From: Dave Farber <farber () central cis upenn edu>
Date: Tue, 18 Jun 1996 09:28:44 -0400

I have just returned from a two week trip to Asia and Hawaii. This note will
cover the Singapore segment of the trip and the next two Tokyo and Hawaii.


I left the US on 1 June and arrived after a long flight via Tokyo in
Singapore. As usual the arrival at the Singapore Airport was efficient and
fast. The only notable arrival event was noticing the notification in big
red letters on the immigration form that the importation of drugs to
Singapore is a mandatory capital offense.


I was driven to the Pan Pacific Hotel near the new Convention Center, After
a long jet lag induced sleep, I took the MRT (the subway) down to Orchard
Street -- one of the main shopping centers. Stores, stores and more stores.
During my stay some wag commented that Singapore is a Shopping Mall that
became a country.


It being time to get to work, I spent a day at the National University of
Singapore at it's Computer Science Dept and at the Institute of Systems
Science where I gave a talk titled -- "Internet Commerce and  Security
Considerations in the GII" (I have a real audio of it).

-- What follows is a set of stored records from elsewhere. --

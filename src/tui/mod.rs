//! Terminal User Interface module
//!
//! This module contains the ratatui-based booking screens and the event
//! loop that feeds key presses and driver assignments into the booking flow.

pub mod app;
pub mod event;
pub mod screens;
pub mod theme;
pub mod ui;

pub use app::App;
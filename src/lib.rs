//! ridehail - a terminal ride-booking flow
//!
//! This library provides the booking state machine, its static ride
//! catalog and the delayed driver assignment, plus the TUI and CLI
//! front ends built on top of them.

pub mod cli;
pub mod core;
pub mod error;
pub mod tui;

pub use error::{RideError, Result};
//! CoinGecko client against a mocked API

use crypto_price_bot::{BotError, CoinGeckoClient, PriceDataSource, PricePoint};
use serde_json::json;
use std::time::Duration;
use tokio_test::{assert_err, assert_ok};
use wiremock::matchers::{header, method, path, query_param};
use wiremock::{Mock, MockServer, ResponseTemplate};

fn client(server: &MockServer, api_key: Option<&str>) -> CoinGeckoClient {
    CoinGeckoClient::new(
        &server.uri(),
        api_key.map(|k| k.to_string()),
        Duration::from_secs(5),
    )
    .unwrap()
}

fn currencies() -> Vec<String> {
    vec!["usd".into(), "idr".into(), "eur".into()]
}

#[tokio::test]
async fn test_quotes_parsed_per_currency() {
    let server = MockServer::start().await;
    Mock::given(method("GET"))
        .and(path("/simple/price"))
        .and(query_param("ids", "bitcoin,manta-network,dogecoin"))
        .and(query_param("vs_currencies", "usd,idr,eur"))
        .and(query_param("include_24hr_change", "true"))
        .respond_with(ResponseTemplate::new(200).set_body_json(json!({
            "bitcoin": {
                "usd": 67000.5, "usd_24h_change": 1.5,
                "idr": 1050000000.0, "idr_24h_change": 1.7,
                "eur": 61000.0, "eur_24h_change": null
            },
            "manta-network": { "usd": 1.25, "usd_24h_change": -4.2 }
        })))
        .expect(1)
        .mount(&server)
        .await;

    let cg = client(&server, None);
    let ids = vec![
        "bitcoin".to_string(),
        "manta-network".to_string(),
        "dogecoin".to_string(),
    ];
    let quotes = cg.fetch_quotes(&ids, &currencies()).await.unwrap();

    assert_eq!(quotes.len(), 2);
    let btc = &quotes["bitcoin"];
    assert_eq!(btc.quotes.len(), 3);
    assert_eq!(btc.get("usd").unwrap().price, 67000.5);
    assert_eq!(btc.get("usd").unwrap().change_24h, Some(1.5));
    assert_eq!(btc.get("eur").unwrap().change_24h, None);

    let manta = &quotes["manta-network"];
    assert_eq!(manta.quotes.len(), 1);
    assert_eq!(manta.get("usd").unwrap().change_24h, Some(-4.2));
    assert!(!quotes.contains_key("dogecoin"));
}

#[tokio::test]
async fn test_api_key_header_sent() {
    let server = MockServer::start().await;
    Mock::given(method("GET"))
        .and(path("/simple/price"))
        .and(header("x-cg-pro-api-key", "secret-key"))
        .respond_with(ResponseTemplate::new(200).set_body_json(json!({
            "bitcoin": { "usd": 1.0 }
        })))
        .expect(1)
        .mount(&server)
        .await;

    let cg = client(&server, Some("secret-key"));
    let quotes = cg
        .fetch_quotes(&["bitcoin".to_string()], &["usd".to_string()])
        .await;
    assert_ok!(quotes);
}

#[tokio::test]
async fn test_rate_limit_is_surfaced_not_retried() {
    let server = MockServer::start().await;
    Mock::given(method("GET"))
        .and(path("/simple/price"))
        .respond_with(ResponseTemplate::new(429).insert_header("retry-after", "30"))
        .expect(1)
        .mount(&server)
        .await;

    let cg = client(&server, None);
    let err = cg
        .fetch_quotes(&["bitcoin".to_string()], &currencies())
        .await
        .unwrap_err();

    match err {
        BotError::RateLimited {
            source_name,
            retry_after,
        } => {
            assert_eq!(source_name, "coingecko");
            assert_eq!(retry_after, Some(30));
        }
        other => panic!("unexpected error: {:?}", other),
    }
    assert!(!cg.health().await.is_healthy);
}

#[tokio::test]
async fn test_server_error_and_bad_json() {
    let server = MockServer::start().await;
    Mock::given(method("GET"))
        .and(path("/simple/price"))
        .respond_with(ResponseTemplate::new(500).set_body_string("boom"))
        .mount(&server)
        .await;
    Mock::given(method("GET"))
        .and(path("/coins/bitcoin/market_chart"))
        .respond_with(ResponseTemplate::new(200).set_body_string("not json"))
        .mount(&server)
        .await;

    let cg = client(&server, None);

    let err = cg
        .fetch_quotes(&["bitcoin".to_string()], &currencies())
        .await
        .unwrap_err();
    assert!(matches!(err, BotError::Upstream(ref msg) if msg.contains("500")));
    assert!(err.is_upstream());

    let err = cg.fetch_history("bitcoin", "usd", 7).await.unwrap_err();
    assert!(matches!(err, BotError::InvalidResponse(_)));
}

#[tokio::test]
async fn test_history_rows_normalized() {
    let server = MockServer::start().await;
    Mock::given(method("GET"))
        .and(path("/coins/solana/market_chart"))
        .and(query_param("vs_currency", "usd"))
        .and(query_param("days", "7"))
        .respond_with(ResponseTemplate::new(200).set_body_json(json!({
            "prices": [
                [1704067200000_i64, 101.5],
                [1704070800000_i64, null],
                [1704074400000_i64, -3.0],
                [1704078000000_i64, 99.25]
            ],
            "market_caps": [],
            "total_volumes": []
        })))
        .mount(&server)
        .await;

    let cg = client(&server, None);
    let history = cg.fetch_history("solana", "USD", 7).await.unwrap();

    assert_eq!(
        history,
        vec![
            PricePoint::new(1_704_067_200_000, 101.5),
            PricePoint::new(1_704_078_000_000, 99.25),
        ]
    );

    let health = cg.health().await;
    assert!(health.is_healthy);
    assert!(health.last_success.is_some());
    assert_eq!(health.success_rate, 1.0);
}

#[tokio::test]
async fn test_unreachable_host_is_upstream_error() {
    // Nothing listens on this port once the server is dropped
    let uri = {
        let server = MockServer::start().await;
        server.uri()
    };
    let cg = CoinGeckoClient::new(&uri, None, Duration::from_secs(2)).unwrap();
    let result = cg.fetch_history("bitcoin", "usd", 1).await;
    let err = assert_err!(result);
    assert!(err.is_upstream());
}
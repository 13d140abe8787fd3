//! Daily broadcast scheduling
//!
//! The trigger is a wall-clock time in the display time zone. Around DST changes a
//! nonexistent local time (spring-forward gap) is shifted forward minute by minute, and an
//! ambiguous one (fall-back) resolves to the earlier instant.

use chrono::{DateTime, Duration, NaiveDateTime, NaiveTime, TimeZone, Utc};
use chrono_tz::Tz;
use std::sync::Arc;
use tracing::{error, info};

use crate::dispatch::Dispatcher;
use crate::gateway::ChatGateway;
use crate::types::Result;

/// When the daily broadcast fires
#[derive(Debug, Clone, Copy)]
pub struct DailySchedule {
    pub time: NaiveTime,
    pub tz: Tz,
}

impl DailySchedule {
    pub fn new(time: NaiveTime, tz: Tz) -> Self {
        Self { time, tz }
    }

    pub fn next_after(&self, now: DateTime<Utc>) -> DateTime<Utc> {
        next_run_after(now, self.time, self.tz)
    }
}

/// Resolve a local wall time to UTC, preferring the earliest instant
fn resolve_local(naive: NaiveDateTime, tz: Tz) -> Option<DateTime<Utc>> {
    use chrono::offset::LocalResult::*;

    let mut t = naive;
    // Gaps are at most a couple of hours
    for _ in 0..=180 {
        match tz.from_local_datetime(&t) {
            Single(dt) => return Some(dt.with_timezone(&Utc)),
            Ambiguous(earliest, _) => return Some(earliest.with_timezone(&Utc)),
            None => t += Duration::minutes(1),
        }
    }
    Option::None
}

/// First trigger strictly after `now`
pub fn next_run_after(now: DateTime<Utc>, time: NaiveTime, tz: Tz) -> DateTime<Utc> {
    let local_today = now.with_timezone(&tz).date_naive();

    for offset in 0..=2 {
        let day = local_today + Duration::days(offset);
        if let Some(candidate) = resolve_local(day.and_time(time), tz) {
            if candidate > now {
                return candidate;
            }
        }
    }

    // Unreachable for real zones; keep a sane fallback
    now + Duration::days(1)
}

/// Build and post one daily summary
pub async fn broadcast_once(dispatcher: &Dispatcher, gateway: &dyn ChatGateway) -> Result<()> {
    let reply = dispatcher.daily_summary().await?;
    gateway.post(&reply).await?;
    info!("Daily summary posted via {}", gateway.name());
    Ok(())
}

/// Run the daily broadcast forever; failures are logged and the next day is awaited
pub async fn run_daily_broadcast(
    dispatcher: Arc<Dispatcher>,
    gateway: Arc<dyn ChatGateway>,
    schedule: DailySchedule,
) {
    loop {
        let now = Utc::now();
        let next = schedule.next_after(now);
        let wait = (next - now).to_std().unwrap_or_default();
        info!(
            "Next daily summary at {} ({})",
            next.with_timezone(&schedule.tz).format("%Y-%m-%d %H:%M %Z"),
            schedule.tz
        );

        tokio::time::sleep(wait).await;

        if let Err(e) = broadcast_once(&dispatcher, gateway.as_ref()).await {
            error!("Daily summary failed: {}", e);
        }
    }
}

#[cfg(test)]
mod tests {
    use super::*;

    fn utc(y: i32, m: u32, d: u32, h: u32, min: u32) -> DateTime<Utc> {
        Utc.with_ymd_and_hms(y, m, d, h, min, 0).unwrap()
    }

    fn at(h: u32, m: u32) -> NaiveTime {
        NaiveTime::from_hms_opt(h, m, 0).unwrap()
    }

    #[test]
    fn test_later_today() {
        let next = next_run_after(utc(2024, 5, 1, 6, 0), at(8, 0), Tz::UTC);
        assert_eq!(next, utc(2024, 5, 1, 8, 0));
    }

    #[test]
    fn test_already_passed_rolls_to_tomorrow() {
        let next = next_run_after(utc(2024, 5, 1, 8, 0), at(8, 0), Tz::UTC);
        assert_eq!(next, utc(2024, 5, 2, 8, 0));

        let next = next_run_after(utc(2024, 12, 31, 23, 59), at(8, 0), Tz::UTC);
        assert_eq!(next, utc(2025, 1, 1, 8, 0));
    }

    #[test]
    fn test_uses_display_time_zone() {
        // 08:00 in Jakarta (UTC+7) is 01:00Z
        let next = next_run_after(utc(2024, 5, 1, 0, 30), at(8, 0), chrono_tz::Asia::Jakarta);
        assert_eq!(next, utc(2024, 5, 1, 1, 0));

        // At 02:00Z Jakarta is already past 08:00, so tomorrow
        let next = next_run_after(utc(2024, 5, 1, 2, 0), at(8, 0), chrono_tz::Asia::Jakarta);
        assert_eq!(next, utc(2024, 5, 2, 1, 0));
    }

    #[test]
    fn test_spring_forward_gap_shifts_forward() {
        // 2024-03-10 02:30 does not exist in New York; first valid instant is 03:00 EDT
        let next = next_run_after(
            utc(2024, 3, 10, 5, 0),
            at(2, 30),
            chrono_tz::America::New_York,
        );
        assert_eq!(next, utc(2024, 3, 10, 7, 0));
    }

    #[test]
    fn test_fall_back_takes_earliest() {
        // 2024-11-03 01:30 occurs twice in New York; earliest is 05:30Z (EDT)
        let next = next_run_after(
            utc(2024, 11, 3, 4, 0),
            at(1, 30),
            chrono_tz::America::New_York,
        );
        assert_eq!(next, utc(2024, 11, 3, 5, 30));
    }
}
//! Outbound chat delivery

use async_trait::async_trait;
use reqwest::Client;
use std::time::Duration;
use tracing::debug;

use crate::render::Reply;
use crate::types::{BotError, Result};

/// Capability handle for posting to the chat platform
#[async_trait]
pub trait ChatGateway: Send + Sync {
    async fn post(&self, reply: &Reply) -> Result<()>;

    fn name(&self) -> &str;
}

/// Posts replies to a Discord channel webhook
#[derive(Clone)]
pub struct DiscordWebhook {
    url: String,
    client: Client,
}

impl DiscordWebhook {
    pub fn new(url: impl Into<String>, timeout: Duration) -> Result<Self> {
        let client = Client::builder()
            .timeout(timeout)
            .build()
            .map_err(|e| BotError::Config(format!("failed to build HTTP client: {}", e)))?;

        Ok(Self {
            url: url.into(),
            client,
        })
    }
}

#[async_trait]
impl ChatGateway for DiscordWebhook {
    async fn post(&self, reply: &Reply) -> Result<()> {
        let response = self
            .client
            .post(&self.url)
            .json(reply)
            .send()
            .await
            .map_err(|e| BotError::Gateway(e.to_string()))?;

        if !response.status().is_success() {
            let status = response.status();
            let body = response.text().await.unwrap_or_default();
            return Err(BotError::Gateway(format!(
                "Discord webhook failed: {} - {}",
                status, body
            )));
        }

        debug!("Discord webhook message sent");
        Ok(())
    }

    fn name(&self) -> &str {
        "discord_webhook"
    }
}

/// Stand-in when no webhook is configured: the message is only logged
pub struct LogGateway;

#[async_trait]
impl ChatGateway for LogGateway {
    async fn post(&self, reply: &Reply) -> Result<()> {
        let titles: Vec<&str> = reply.embeds.iter().map(|e| e.title.as_str()).collect();
        tracing::info!(
            content = reply.content.as_deref().unwrap_or(""),
            embeds = ?titles,
            "No chat gateway configured, broadcast logged only"
        );
        Ok(())
    }

    fn name(&self) -> &str {
        "log"
    }
}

While at ISS I met with their Network Security people and the Director and
others. I was impressed with the Institute (third time I have been there)
and  had a good talk re the state of Singapore's Singapore 1 (S1) National
Network. During my stay I often heard about Singapore 1 in bits and pieces
and was left with one concern. There seemed to be a conflict between those
who want to use S1 as a networking test bed and those who view it as a real
NII to service the needs of the Singapore economy and culture. The test bed
oriented people are willing to try experimental hardware etc. My belief is
it is damn hard to mix these two views into a realistic S1. I believe that
it is time for the real S1 with commercially hardened underpinnings and to
leave the research to those very important issues such as applications,
security, reliability etc. 


The next two days I attended the Network/CommunicationsASIA 96 conference
where I gave a well received keynote on the Global Corporate Infrastructure
(again available via Real Audio). The technical conferences was well
attended with most of the people actually sitting in on the proceedings. The
exhibit was large and crowded. Highlights were piles of  network and comm
security hardware, lots of ATM stuff and endless interesting small products.
Good representation from Israel and EC countries.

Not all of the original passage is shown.